Problem:
The data below should be duplicated in full, unchanged.

Provided data:
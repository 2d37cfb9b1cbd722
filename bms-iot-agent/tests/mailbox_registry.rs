mod common;

use bms_iot_agent::actors::messages::{ActorName, Payload, Trigger};
use bms_iot_agent::actors::{MailboxRegistry, RegistryError};

fn trigger(reason: impl Into<String>) -> Payload {
    Payload::ImmediateUploadTrigger(Trigger {
        reason: reason.into(),
    })
}

fn reason_of(payload: &Payload) -> &str {
    match payload {
        Payload::ImmediateUploadTrigger(trigger) => &trigger.reason,
        other => panic!("unexpected payload {}", other.kind()),
    }
}

#[tokio::test]
async fn registering_the_same_name_twice_fails() {
    let registry = MailboxRegistry::new();
    registry.register(ActorName::Uploader).unwrap();
    assert!(matches!(
        registry.register(ActorName::Uploader),
        Err(RegistryError::AlreadyRegistered(ActorName::Uploader))
    ));
}

#[tokio::test]
async fn sending_to_an_unknown_recipient_fails() {
    let registry = MailboxRegistry::new();
    registry.register(ActorName::Mqtt).unwrap();

    let outcome = registry
        .send_from(ActorName::Mqtt, ActorName::Cleaner, trigger("x"))
        .await;
    assert!(matches!(
        outcome,
        Err(RegistryError::UnknownRecipient(ActorName::Cleaner))
    ));
}

#[tokio::test]
async fn messages_from_one_sender_arrive_in_order() {
    let registry = MailboxRegistry::new();
    registry.register(ActorName::Mqtt).unwrap();
    registry.register(ActorName::Uploader).unwrap();

    for i in 0..50 {
        registry
            .send_from(ActorName::Mqtt, ActorName::Uploader, trigger(i.to_string()))
            .await
            .unwrap();
    }

    let mailbox = registry.mailbox(ActorName::Uploader).unwrap();
    let mut rx = mailbox.lock().await;
    for i in 0..50 {
        let message = rx.recv().await.unwrap();
        assert_eq!(message.sender, ActorName::Mqtt);
        assert_eq!(message.receiver, ActorName::Uploader);
        assert_eq!(reason_of(&message.payload), i.to_string());
    }
}

#[tokio::test]
async fn full_mailboxes_apply_backpressure_instead_of_dropping() {
    use bms_iot_agent::actors::MAILBOX_CAPACITY;

    let registry = std::sync::Arc::new(MailboxRegistry::new());
    registry.register(ActorName::Mqtt).unwrap();
    registry.register(ActorName::Uploader).unwrap();

    for i in 0..MAILBOX_CAPACITY {
        registry
            .send_from(ActorName::Mqtt, ActorName::Uploader, trigger(i.to_string()))
            .await
            .unwrap();
    }

    // The next send parks until the receiver frees a slot.
    let blocked = {
        let registry = registry.clone();
        tokio::spawn(async move {
            registry
                .send_from(ActorName::Mqtt, ActorName::Uploader, trigger("overflow"))
                .await
        })
    };
    tokio::task::yield_now().await;
    assert!(!blocked.is_finished());

    {
        let mailbox = registry.mailbox(ActorName::Uploader).unwrap();
        let mut rx = mailbox.lock().await;
        rx.recv().await.unwrap();
    }

    blocked.await.unwrap().unwrap();
}

#[tokio::test]
async fn broadcast_rewrites_the_receiver_and_honors_exclusions() {
    let registry = MailboxRegistry::new();
    registry.register(ActorName::Mqtt).unwrap();
    registry.register(ActorName::Uploader).unwrap();
    registry.register(ActorName::Cleaner).unwrap();
    registry.register(ActorName::Heartbeat).unwrap();

    registry
        .broadcast_from(ActorName::Mqtt, trigger("fanout"), &[ActorName::Cleaner])
        .await
        .unwrap();

    for name in [ActorName::Uploader, ActorName::Heartbeat] {
        let mailbox = registry.mailbox(name).unwrap();
        let mut rx = mailbox.lock().await;
        let message = rx.recv().await.unwrap();
        assert_eq!(message.sender, ActorName::Mqtt);
        assert_eq!(message.receiver, name);
        assert_eq!(reason_of(&message.payload), "fanout");
    }

    // Neither the sender nor the excluded actor got a copy.
    common::expect_silence(&registry, ActorName::Cleaner).await;
    common::expect_silence(&registry, ActorName::Mqtt).await;
}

Task solution:
repository 2d37cfb9b1cbd722
filename bms-iot-agent/tests/mailbox_registry.rs
mod common;

use bms_iot_agent::actors::messages::{ActorName, Payload, Trigger};
use bms_iot_agent::actors::{MailboxRegistry, RegistryError};

fn trigger(reason: impl Into<String>) -> Payload {
    Payload::ImmediateUploadTrigger(Trigger {
        reason: reason.into(),
    })
}

fn reason_of(payload: &Payload) -> &str {
    match payload {
        Payload::ImmediateUploadTrigger(trigger) => &trigger.reason,
        other => panic!("unexpected payload {}", other.kind()),
    }
}

#[tokio::test]
async fn registering_the_same_name_twice_fails() {
    let registry = MailboxRegistry::new();
    registry.register(ActorName::Uploader).unwrap();
    assert!(matches!(
        registry.register(ActorName::Uploader),
        Err(RegistryError::AlreadyRegistered(ActorName::Uploader))
    ));
}

#[tokio::test]
async fn sending_to_an_unknown_recipient_fails() {
    let registry = MailboxRegistry::new();
    registry.register(ActorName::Mqtt).unwrap();

    let outcome = registry
        .send_from(ActorName::Mqtt, ActorName::Cleaner, trigger("x"))
        .await;
    assert!(matches!(
        outcome,
        Err(RegistryError::UnknownRecipient(ActorName::Cleaner))
    ));
}

#[tokio::test]
async fn messages_from_one_sender_arrive_in_order() {
    let registry = MailboxRegistry::new();
    registry.register(ActorName::Mqtt).unwrap();
    registry.register(ActorName::Uploader).unwrap();

    for i in 0..50 {
        registry
            .send_from(ActorName::Mqtt, ActorName::Uploader, trigger(i.to_string()))
            .await
            .unwrap();
    }

    let mailbox = registry.mailbox(ActorName::Uploader).unwrap();
    let mut rx = mailbox.lock().await;
    for i in 0..50 {
        let message = rx.recv().await.unwrap();
        assert_eq!(message.sender, ActorName::Mqtt);
        assert_eq!(message.receiver, ActorName::Uploader);
        assert_eq!(reason_of(&message.payload), i.to_string());
    }
}

#[tokio::test]
async fn full_mailboxes_apply_backpressure_instead_of_dropping() {
    use bms_iot_agent::actors::MAILBOX_CAPACITY;

    let registry = std::sync::Arc::new(MailboxRegistry::new());
    registry.register(ActorName::Mqtt).unwrap();
    registry.register(ActorName::Uploader).unwrap();

    for i in 0..MAILBOX_CAPACITY {
        registry
            .send_from(ActorName::Mqtt, ActorName::Uploader, trigger(i.to_string()))
            .await
            .unwrap();
    }

    // The next send parks until the receiver frees a slot.
    let blocked = {
        let registry = registry.clone();
        tokio::spawn(async move {
            registry
                .send_from(ActorName::Mqtt, ActorName::Uploader, trigger("overflow"))
                .await
        })
    };
    tokio::task::yield_now().await;
    assert!(!blocked.is_finished());

    {
        let mailbox = registry.mailbox(ActorName::Uploader).unwrap();
        let mut rx = mailbox.lock().await;
        rx.recv().await.unwrap();
    }

    blocked.await.unwrap().unwrap();
}

#[tokio::test]
async fn broadcast_rewrites_the_receiver_and_honors_exclusions() {
    let registry = MailboxRegistry::new();
    registry.register(ActorName::Mqtt).unwrap();
    registry.register(ActorName::Uploader).unwrap();
    registry.register(ActorName::Cleaner).unwrap();
    registry.register(ActorName::Heartbeat).unwrap();

    registry
        .broadcast_from(ActorName::Mqtt, trigger("fanout"), &[ActorName::Cleaner])
        .await
        .unwrap();

    for name in [ActorName::Uploader, ActorName::Heartbeat] {
        let mailbox = registry.mailbox(name).unwrap();
        let mut rx = mailbox.lock().await;
        let message = rx.recv().await.unwrap();
        assert_eq!(message.sender, ActorName::Mqtt);
        assert_eq!(message.receiver, name);
        assert_eq!(reason_of(&message.payload), "fanout");
    }

    // Neither the sender nor the excluded actor got a copy.
    common::expect_silence(&registry, ActorName::Cleaner).await;
    common::expect_silence(&registry, ActorName::Mqtt).await;
}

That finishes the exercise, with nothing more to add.